Junpei Xue, Leilei Zhou, Yuchen Chen, Jin-Xia Zheng, Jiang Liu

Published: 01 Jan 2024, Last Modified: 10 May 2025ICC 2024EveryoneRevisionsBibTeXCC BY-SA 4.0

Abstract: Breast tumor is one of the most common malignant cancers in women. Precise classification of breast tumors is pivotal for clinical treatment. Recently, deep learning, especially the Convolutional Neural Network (CNN), has been commonly used to address this problem. However, CNN models have been observed to inadequately capture global information. Hence, to further improve the accuracy, the Vision Transformer method was utilized in this study for breast tumor classification based on magnetic resonance imaging (MRI).
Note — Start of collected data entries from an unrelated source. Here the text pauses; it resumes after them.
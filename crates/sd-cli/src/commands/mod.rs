//! CLI commands module
//!
//! This module contains all CLI command implementations.

pub mod export;
pub mod formats;
pub mod inspect;

use anyhow::Context;
use clap::{Parser, Subcommand};
use sd_core::config::Config;

/// sharedrop - ShareDrop report exporter
#[derive(Debug, Parser)]
#[command(name = "sharedrop")]
#[command(version, about, long_about = None)]
#[command(propagate_version = true)]
pub struct Cli {
    /// Enable verbose output
    #[arg(short, long, global = true, action = clap::ArgAction::Count)]
    pub verbose: u8,

    /// Configuration file path
    #[arg(short, long, global = true)]
    pub config: Option<std::path::PathBuf>,

    /// Disable colored output
    #[arg(long, global = true)]
    pub no_color: bool,

    #[command(subcommand)]
    pub command: Commands,
}

/// Available commands
#[derive(Debug, Subcommand)]
pub enum Commands {
    /// Export an extraction result to a file format
    Export(export::ExportArgs),

    /// Summarize an extraction result
    Inspect(inspect::InspectArgs),

    /// List available export formats
    Formats,
}

/// Run the CLI application
pub fn run() -> anyhow::Result<()> {
    let cli = Cli::parse();

    // Set up logging based on verbosity
    setup_logging(cli.verbose);

    // Handle color output
    if cli.no_color {
        colored::control::set_override(false);
    }

    let config = load_config(cli.config.as_deref())?;

    // Dispatch to command handler
    match cli.command {
        Commands::Export(args) => export::execute(args, &config),
        Commands::Inspect(args) => inspect::execute(args),
        Commands::Formats => formats::execute(),
    }
}

fn load_config(path: Option<&std::path::Path>) -> anyhow::Result<Config> {
    let Some(path) = path else {
        return Ok(Config::default());
    };

    let text = std::fs::read_to_string(path)
        .context(format!("Failed to read config file {}", path.display()))?;
    toml::from_str(&text).context(format!("Invalid config file {}", path.display()))
}

fn setup_logging(verbosity: u8) {
    use tracing_subscriber::EnvFilter;

    let filter = match verbosity {
        0 => EnvFilter::new("warn"),
        1 => EnvFilter::new("info"),
        2 => EnvFilter::new("debug"),
        _ => EnvFilter::new("trace"),
    };

    tracing_subscriber::fmt()
        .with_env_filter(filter)
        .with_target(false)
        .init();
}
//! Export command
//!
//! Export an extraction result to JSON, CSV, or a workbook.

use anyhow::{bail, Context, Result};
use clap::{Args, ValueEnum};
use std::io::Write;
use std::path::PathBuf;

use sd_core::config::Config;
use sd_core::export::ReportExporter;
use sd_core::extraction::ExtractionResult;
use sd_storage::DownloadSink;

/// Export format options
#[derive(Debug, Clone, Copy, ValueEnum)]
pub enum ExportFormat {
    /// JSON, payload only, 2-space indented
    Json,
    /// CSV, payload flattened to a single record
    Csv,
    /// Open XML workbook report
    Xlsx,
}

impl ExportFormat {
    fn as_str(&self) -> &'static str {
        match self {
            ExportFormat::Json => "json",
            ExportFormat::Csv => "csv",
            ExportFormat::Xlsx => "xlsx",
        }
    }
}

/// Arguments for the export command
#[derive(Debug, Args)]
pub struct ExportArgs {
    /// Extraction result JSON file, as returned by the extraction API
    pub input: PathBuf,

    /// Export format (config default when not given)
    #[arg(long, short, value_enum)]
    pub format: Option<ExportFormat>,

    /// Directory to deliver the artifact to (current directory by default)
    #[arg(long, short)]
    pub output: Option<PathBuf>,

    /// Write the artifact to stdout instead of a file (text formats only)
    #[arg(long)]
    pub stdout: bool,
}

/// Execute the export command
pub fn execute(args: ExportArgs, config: &Config) -> Result<()> {
    use colored::Colorize;

    let text = std::fs::read_to_string(&args.input)
        .context(format!("Failed to read {}", args.input.display()))?;
    let result = ExtractionResult::from_json_str(&text)
        .context(format!("Failed to load {}", args.input.display()))?;
    tracing::debug!(input = %args.input.display(), "loaded extraction result");

    let format = args
        .format
        .map(|f| f.as_str().to_string())
        .unwrap_or_else(|| config.export.default_format.clone());

    eprintln!(
        "Exporting {} result for file {}...",
        result.extraction_type().to_string().cyan(),
        result.file_id.to_string().yellow()
    );

    let exporter = ReportExporter::new();

    if args.stdout {
        if format == "xlsx" {
            bail!("Refusing to write workbook bytes to stdout; use --output instead");
        }
        let artifact = exporter
            .export(Some(&result), &format)?
            .context("No artifact produced")?;
        std::io::stdout()
            .write_all(&artifact.bytes)
            .context("Failed to write to stdout")?;
        return Ok(());
    }

    let output_dir = args
        .output
        .clone()
        .or_else(|| config.export.output_dir.clone())
        .unwrap_or_else(|| PathBuf::from("."));
    let sink = DownloadSink::new(&output_dir)?;

    let artifact = exporter
        .export_to_sink(Some(&result), &format, &sink)?
        .context("No artifact produced")?;

    eprintln!(
        "{} Exported to {}",
        "✓".green(),
        sink.target_path(&artifact).display()
    );

    Ok(())
}

#[cfg(test)]
mod tests {
    use super::*;

    #[test]
    fn test_export_format_values() {
        // Test that all enum values can be parsed
        assert!(ExportFormat::from_str("json", true).is_ok());
        assert!(ExportFormat::from_str("csv", true).is_ok());
        assert!(ExportFormat::from_str("xlsx", true).is_ok());
        assert!(ExportFormat::from_str("pdf", true).is_err());
    }

    #[test]
    fn test_format_names_match_registry() {
        let exporter = ReportExporter::new();
        for format in [ExportFormat::Json, ExportFormat::Csv, ExportFormat::Xlsx] {
            assert!(exporter.has_format(format.as_str()));
        }
    }
}
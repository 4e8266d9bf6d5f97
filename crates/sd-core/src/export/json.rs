//! JSON encoder for extraction results

use super::encoder::{artifact_filename, Encoder, ExportArtifact};
use crate::error::Result;
use crate::extraction::ExtractionResult;

/// JSON encoder: serializes the `data` payload only, 2-space indented.
///
/// Round-trip contract: parsing the output reproduces the payload exactly,
/// with object key order preserved as encountered.
pub struct JsonEncoder;

impl JsonEncoder {
    /// Create a new JSON encoder
    pub fn new() -> Self {
        Self
    }
}

impl Default for JsonEncoder {
    fn default() -> Self {
        Self::new()
    }
}

impl Encoder for JsonEncoder {
    fn encode(&self, result: &ExtractionResult) -> Result<ExportArtifact> {
        let data = result.data_value()?;
        let text = serde_json::to_string_pretty(&data)?;

        Ok(ExportArtifact {
            filename: artifact_filename(result, self.file_extension()),
            media_type: self.media_type().to_string(),
            bytes: text.into_bytes(),
        })
    }

    fn format_name(&self) -> &str {
        "json"
    }

    fn file_extension(&self) -> &str {
        "json"
    }

    fn media_type(&self) -> &str {
        "application/json"
    }
}
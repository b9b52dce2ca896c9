use std::fmt;
use std::str::FromStr;

use chrono::NaiveDate;
use serde::{Deserialize, Serialize};

use super::error::{EngineError, Result};
use super::range::{DateRange, within_range};
use super::types::{AggregatedMetrics, MetricsPoint, MonthlyDataPoint, SimulationResult};

pub const PERIODIC_FEE_RATE: f64 = 0.005;
pub const ANNUALIZED_FEE_RATE: f64 = 0.02;

const DAYS_PER_YEAR: f64 = 365.25;

/// Which management-fee rate a caller is quoting.
///
/// Dashboards have used both the periodic and the annualized figure; callers
/// pick one explicitly instead of relying on a hidden constant.
#[derive(Copy, Clone, Debug, Default, PartialEq, Serialize, Deserialize)]
#[serde(rename_all = "kebab-case")]
pub enum FeeRatePolicy {
    #[default]
    Periodic,
    Annualized,
    Custom(f64),
}

impl FeeRatePolicy {
    pub fn custom(rate: f64) -> Result<Self> {
        if !rate.is_finite() || !(0.0..=1.0).contains(&rate) {
            return Err(EngineError::InvalidFeeRate(format!(
                "custom rate must be between 0 and 1, got {rate}"
            )));
        }
        Ok(FeeRatePolicy::Custom(rate))
    }

    pub fn rate(self) -> f64 {
        match self {
            FeeRatePolicy::Periodic => PERIODIC_FEE_RATE,
            FeeRatePolicy::Annualized => ANNUALIZED_FEE_RATE,
            FeeRatePolicy::Custom(rate) => rate,
        }
    }

    pub fn fee_on(self, cumulative_investment: f64) -> f64 {
        cumulative_investment * self.rate()
    }
}

impl FromStr for FeeRatePolicy {
    type Err = EngineError;

    fn from_str(s: &str) -> Result<Self> {
        match s.trim().to_ascii_lowercase().as_str() {
            "periodic" => Ok(FeeRatePolicy::Periodic),
            "annualized" | "annual" => Ok(FeeRatePolicy::Annualized),
            other => other
                .parse::<f64>()
                .map_err(|_| {
                    EngineError::InvalidFeeRate(format!(
                        "'{s}' is not periodic, annualized, or a numeric rate"
                    ))
                })
                .and_then(FeeRatePolicy::custom),
        }
    }
}

impl fmt::Display for FeeRatePolicy {
    fn fmt(&self, f: &mut fmt::Formatter<'_>) -> fmt::Result {
        match self {
            FeeRatePolicy::Periodic => f.write_str("periodic"),
            FeeRatePolicy::Annualized => f.write_str("annualized"),
            FeeRatePolicy::Custom(rate) => write!(f, "{rate}"),
        }
    }
}

/// Scalar summary of one simulated series, as of `as_of`.
///
/// A pure reduction: the same inputs always give the same metrics.
pub fn summarize(result: &SimulationResult, fee: FeeRatePolicy, as_of: NaiveDate) -> AggregatedMetrics {
    let Some(last) = result.series.last() else {
        return AggregatedMetrics {
            total_investment: 0.0,
            portfolio_value: 0.0,
            total_profit: 0.0,
            latest_monthly_investment: 0.0,
            management_fee: 0.0,
            roi_percent: f64::NAN,
            annualized_return_percent: 0.0,
        };
    };

    let total_investment = last.cumulative_investment;
    let total_profit = last.cumulative_profit;
    let years = years_between(result.start_date, as_of);

    AggregatedMetrics {
        total_investment,
        portfolio_value: last.portfolio_value,
        total_profit,
        latest_monthly_investment: last.investment,
        management_fee: fee.fee_on(total_investment),
        roi_percent: roi_percent(total_profit, total_investment),
        annualized_return_percent: annualized_return_percent(total_profit, total_investment, years),
    }
}

/// `NaN` when nothing has been invested.
pub fn roi_percent(total_profit: f64, total_investment: f64) -> f64 {
    if total_investment == 0.0 {
        return f64::NAN;
    }
    total_profit / total_investment * 100.0
}

/// Compound annual growth of the invested total; `0` without an investment base
/// or elapsed time.
pub fn annualized_return_percent(total_profit: f64, total_investment: f64, years: f64) -> f64 {
    if total_investment == 0.0 || !years.is_finite() || years <= 0.0 {
        return 0.0;
    }
    let growth = 1.0 + total_profit / total_investment;
    if growth < 0.0 {
        return -100.0;
    }
    (growth.powf(1.0 / years) - 1.0) * 100.0
}

fn years_between(start: NaiveDate, end: NaiveDate) -> f64 {
    (end - start).num_days() as f64 / DAYS_PER_YEAR
}

/// Per-period running metrics over the whole series.
pub fn metrics_series(result: &SimulationResult, fee: FeeRatePolicy) -> Vec<MetricsPoint> {
    result
        .series
        .iter()
        .map(|point| MetricsPoint {
            period_index: point.period_index,
            date: point.date,
            cumulative_investment: point.cumulative_investment,
            portfolio_value: point.portfolio_value,
            cumulative_profit: point.cumulative_profit,
            management_fee: fee.fee_on(point.cumulative_investment),
            roi_percent: roi_percent(point.cumulative_profit, point.cumulative_investment),
        })
        .collect()
}

/// Periods of a series that fall inside `range`.
///
/// Cumulative values keep their full-history meaning; a filtered view never
/// restarts the running totals at the cutoff.
pub fn filter_series(
    series: &[MonthlyDataPoint],
    range: DateRange,
    now: NaiveDate,
) -> &[MonthlyDataPoint] {
    within_range(series, range, now)
}

pub fn filter_metrics(points: &[MetricsPoint], range: DateRange, now: NaiveDate) -> &[MetricsPoint] {
    within_range(points, range, now)
}
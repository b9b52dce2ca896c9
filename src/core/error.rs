use thiserror::Error;

pub type Result<T> = std::result::Result<T, EngineError>;

/// Validation failures raised before any period is simulated.
///
/// Ratio degeneracies (zero investment base, empty series, empty fleet) are not
/// errors; they resolve to sentinel or zero-valued metrics instead.
#[derive(Error, Debug, Clone, PartialEq)]
pub enum EngineError {
    #[error("invalid allocation: {0}")]
    InvalidAllocation(String),

    #[error("unknown track '{0}'")]
    UnknownTrack(String),

    #[error("invalid track series: {0}")]
    InvalidTrackSeries(String),

    #[error("invalid profile: {0}")]
    InvalidProfile(String),

    #[error("invalid date range: {0}")]
    InvalidRange(String),

    #[error("invalid fee rate: {0}")]
    InvalidFeeRate(String),
}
Additionally, a majority decision fusion strategy was incorporated to enhance classification performance. Initially, the lesion part was manually segmented and extracted from MRI images. Subsequently, three grayscale images from the same individual were combined into a single RGB image, allowing it to be input into the ViT. Once the training phase was completed, a voting mechanism was applied. Given that MRI images for each patient present a series to depict the three-dimensional structure of the breast, a majority-based voting approach was adopted to refine accuracy. As a result, an accuracy of 91.89% was achieved by the model, surpassing VGG16, ResNet50, and other models. With the inclusion of voting, the accuracy of the ViT was observed to reach 98.2%. As the quality of medical data evolves and the benefits of sizable models in addressing image challenges become more evident, it is anticipated that more such models will be integrated into the healthcare domain. Consequently, this study may provide invaluable insights for researchers aiming to enhance performance in medical imaging, especially in breast tumor classification.